== Data ==
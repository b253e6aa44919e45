pub mod api;
pub mod campaign;
pub mod chain;
pub mod common;
pub mod config;
pub mod coordinator;
pub mod distribution;
pub mod eligibility;
pub mod ledger;
pub mod merkle;
pub mod reconcile;

pub use common::{hex_encode, parse_address, parse_hash32, validate_merkle_root, write_file_atomic};
pub use coordinator::{ClaimCoordinator, ClaimError, ClaimReceipt, ClaimRequest, Settlement};
pub use eligibility::{EligibilityEntry, EligibilityRecord, EventId, TxHash, Wallet};
pub use merkle::{build_tree, verify, Hash, HashScheme, MerkleTree};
===
◆ **Problem requirements**
Copy the whole listing, word for word.

◆ **Exercise solution**
repository b253e6aa44919e45
pub mod api;
pub mod campaign;
pub mod chain;
pub mod common;
pub mod config;
pub mod coordinator;
pub mod distribution;
pub mod eligibility;
pub mod ledger;
pub mod merkle;
pub mod reconcile;

pub use common::{hex_encode, parse_address, parse_hash32, validate_merkle_root, write_file_atomic};
pub use coordinator::{ClaimCoordinator, ClaimError, ClaimReceipt, ClaimRequest, Settlement};
pub use eligibility::{EligibilityEntry, EligibilityRecord, EventId, TxHash, Wallet};
pub use merkle::{build_tree, verify, Hash, HashScheme, MerkleTree};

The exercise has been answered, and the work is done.